- As anticipated, the Federal Reserve (Fed) cut its target rate by 25 basis points (bps) in September, citing weakness in labor markets as the catalyst to resume the easing cycle that’s been on hold since December. The accompanying Summary of Economic Projections revealed that a slim majority of Fed officials penciled in two more 25 basis point cuts this year. In response to the policy shift, US Treasury (UST) yields generally declined, particularly at the long end of the curve. The 2-year, 10-year, and 30-year UST yields decreased by 1, 8, and 20 bps, respectively. Later in the month, investors’ attention shifted to the government shutdown and its impact on labor markets and the availability of key economic data including the September jobs report.
- Corporate credit continued its strong momentum, outperforming USTs by 48 bps. Spreads ended the month tighter despite near-historic supply for an individual month. Utilities accounted for a larger than average amount of that supply. There was a minor tailwind for California utility spreads, as the state legislature passed a bill to address the needs of wildfire claims. We continue to believe that industrial valuations remain expensive. Producers are noting tariff headwinds more frequently and favor passing higher costs to consumers. Financial spreads tightened in sympathy with the broader risk-on tone. US banks were generally in blackout for the last two weeks of the month in anticipation of 3Q25 earnings.
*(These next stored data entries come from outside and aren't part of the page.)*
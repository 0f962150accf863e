//! Title similarity scoring.
//!
//! Scores are integers in `0..=100`. The default [`TokenScorer`] is a weighted
//! ratio over the usual token-based variants (plain, token-sort, token-set,
//! partial), computed on lowercased titles with punctuation folded to spaces.

use std::collections::BTreeSet;

use strsim::normalized_levenshtein;

/// Scaling applied to token-based variants so they never beat an exact ratio.
const UNBASE_SCALE: f64 = 0.95;

/// Capability used by the matcher to compare two titles.
pub trait TitleScorer: Sync {
    fn score(&self, query: &str, candidate: &str) -> u8;
}

impl<F> TitleScorer for F
where
    F: Fn(&str, &str) -> u8 + Sync,
{
    fn score(&self, query: &str, candidate: &str) -> u8 {
        self(query, candidate)
    }
}

#[derive(Debug, Clone, Copy, Default)]
pub struct TokenScorer;

impl TitleScorer for TokenScorer {
    fn score(&self, query: &str, candidate: &str) -> u8 {
        weighted_ratio(query, candidate)
    }
}

/// Lowercase, replace every non-alphanumeric char with a space, collapse
/// whitespace runs to a single space.
pub fn preprocess(s: &str) -> String {
    let folded: String = s
        .chars()
        .flat_map(|c| {
            if c.is_alphanumeric() {
                c.to_lowercase().collect::<Vec<_>>()
            } else {
                vec![' ']
            }
        })
        .collect();
    folded.split_whitespace().collect::<Vec<_>>().join(" ")
}

/// Weighted ratio of two raw titles. Returns 0 if either side is empty after
/// preprocessing.
pub fn weighted_ratio(a: &str, b: &str) -> u8 {
    let p1 = preprocess(a);
    let p2 = preprocess(b);
    if p1.is_empty() || p2.is_empty() {
        return 0;
    }

    let base = ratio(&p1, &p2);
    let len1 = p1.chars().count() as f64;
    let len2 = p2.chars().count() as f64;
    let len_ratio = len1.max(len2) / len1.min(len2);

    let best = if len_ratio < 1.5 {
        base.max(token_sort_ratio(&p1, &p2, ratio) * UNBASE_SCALE)
            .max(token_set_ratio(&p1, &p2, ratio) * UNBASE_SCALE)
    } else {
        let partial_scale = if len_ratio > 8.0 { 0.6 } else { 0.9 };
        base.max(partial_ratio(&p1, &p2) * partial_scale)
            .max(token_sort_ratio(&p1, &p2, partial_ratio) * UNBASE_SCALE * partial_scale)
            .max(token_set_ratio(&p1, &p2, partial_ratio) * UNBASE_SCALE * partial_scale)
    };

    best.round().clamp(0.0, 100.0) as u8
}

/// Normalized edit similarity on a 0–100 scale.
fn ratio(a: &str, b: &str) -> f64 {
    normalized_levenshtein(a, b) * 100.0
}

/// Best `ratio` of the shorter string against each equal-length window of the
/// longer one.
fn partial_ratio(a: &str, b: &str) -> f64 {
    let (short, long) = if a.chars().count() <= b.chars().count() { (a, b) } else { (b, a) };
    let short_len = short.chars().count();
    if short_len == 0 {
        return 0.0;
    }

    let long_chars: Vec<char> = long.chars().collect();
    let mut best = 0.0_f64;
    for start in 0..=(long_chars.len() - short_len) {
        let window: String = long_chars[start..start + short_len].iter().collect();
        best = best.max(ratio(short, &window));
        if best >= 100.0 {
            break;
        }
    }
    best
}

fn sorted_tokens(s: &str) -> String {
    let mut tokens: Vec<&str> = s.split_whitespace().collect();
    tokens.sort_unstable();
    tokens.join(" ")
}

fn token_sort_ratio(a: &str, b: &str, cmp: fn(&str, &str) -> f64) -> f64 {
    cmp(&sorted_tokens(a), &sorted_tokens(b))
}

fn token_set_ratio(a: &str, b: &str, cmp: fn(&str, &str) -> f64) -> f64 {
    let set_a: BTreeSet<&str> = a.split_whitespace().collect();
    let set_b: BTreeSet<&str> = b.split_whitespace().collect();

    let join = |it: Vec<&str>| it.join(" ");
    let sect = join(set_a.intersection(&set_b).copied().collect());
    let diff_ab = join(set_a.difference(&set_b).copied().collect());
    let diff_ba = join(set_b.difference(&set_a).copied().collect());

    let combined_ab = format!("{sect} {diff_ab}").trim().to_string();
    let combined_ba = format!("{sect} {diff_ba}").trim().to_string();

    [
        cmp(&sect, &combined_ab),
        cmp(&sect, &combined_ba),
        cmp(&combined_ab, &combined_ba),
    ]
    .into_iter()
    .fold(0.0, f64::max)
}
//! Fixed-layout TSV report.
//!
//! Four sections in order: summary sentences, matched table, website-only
//! list, catalog-only table. Every section header is written even when the
//! section has no rows.

use std::fmt::Write as _;
use std::io;

use crate::evidence::compute_summary;
use crate::model::{Creator, MatchOutcome};

/// Render outcomes to the report text. Pure: same input, same bytes.
pub fn render(outcomes: &[MatchOutcome]) -> String {
    let summary = compute_summary(outcomes);
    let mut out = String::new();

    // Writing into a String cannot fail.
    let _ = writeln!(out, "{} records match on website and catalog.", summary.matched);
    let _ = writeln!(out, "{} records on website not found in catalog.", summary.website_only);
    let _ = writeln!(out, "{} records in catalog not found on website.", summary.catalog_only);

    out.push_str("Successful matches:\n");
    out.push_str("Website title\tCatalog title\tOutcome\tScore\n");
    for outcome in outcomes {
        if let MatchOutcome::Matched { website, catalog, score } = outcome {
            let _ = writeln!(
                out,
                "{}\t{}\t{}\t{}",
                website.title,
                catalog.title,
                outcome.label(),
                score
            );
        }
    }

    out.push_str("Records on website not found in catalog:\n");
    out.push_str("Website title\n");
    for outcome in outcomes {
        if let MatchOutcome::WebsiteOnly { website, .. } = outcome {
            let _ = writeln!(out, "{}", website.title);
        }
    }

    out.push_str("Records in catalog not found on website:\n");
    out.push_str("Catalog title\tAuthors\tUrl\tDate\n");
    for outcome in outcomes {
        if let MatchOutcome::CatalogOnly { catalog } = outcome {
            let _ = writeln!(
                out,
                "{}\t{}\t{}\t{}",
                catalog.title,
                format_authors(&catalog.authors),
                catalog.url,
                catalog.date.format("%Y/%m/%d")
            );
        }
    }

    out
}

/// Stream the rendered report to `w`.
pub fn write_report<W: io::Write>(outcomes: &[MatchOutcome], w: &mut W) -> io::Result<()> {
    w.write_all(render(outcomes).as_bytes())?;
    w.flush()
}

/// `F.Last, F.Last` for creators typed "author"; editors and others skipped.
pub fn format_authors(creators: &[Creator]) -> String {
    creators
        .iter()
        .filter(|c| c.is_author())
        .map(|c| match c.first_name.chars().next() {
            Some(initial) => format!("{initial}.{}", c.last_name),
            None => c.last_name.clone(),
        })
        .collect::<Vec<_>>()
        .join(", ")
}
- Among securitized sectors, Agency RMBS was the star performer, outpacing like-duration USTs by 35 bps. Mortgage spreads tightened in response to dovish rhetoric from the Fed and the subsequent decrease in longer UST yields. Conventional 30-year paper outperformed 15-year, and lower coupons outperformed higher coupons.
- CMBS modestly outperformed USTs by 10 bps, as the market digested increased supply and softer labor data, the key fundamental factor driving commercial real estate (CRE) valuations. Through three quarters, private label issuance of $114 billion has already surpassed the full year of 2024, led by Single-Asset Single-Borrower (up 50% YoY) and CRE CLOs (+230% YoY) and has perhaps led to some deal fatigue. Agency CMBS outperformed USTs by 14 bps. We believe the liquid, government-guaranteed sector featuring stable cash flow profiles continues to offer compelling relative value.
- ABS outperformed USTs by 11 bps. The collapse of a subprime auto lender heightened concerns regarding lower income US borrowers but spread widening was limited to the specific issuer. September was another strong month of issuance, with approximately $38 billion of new deals pricing. Both primary and secondary market activity highlighted strong demand for high-quality ABS. Most new deals tightened from initial price talk, while increased selling in the secondary market due to investors extending duration was well absorbed.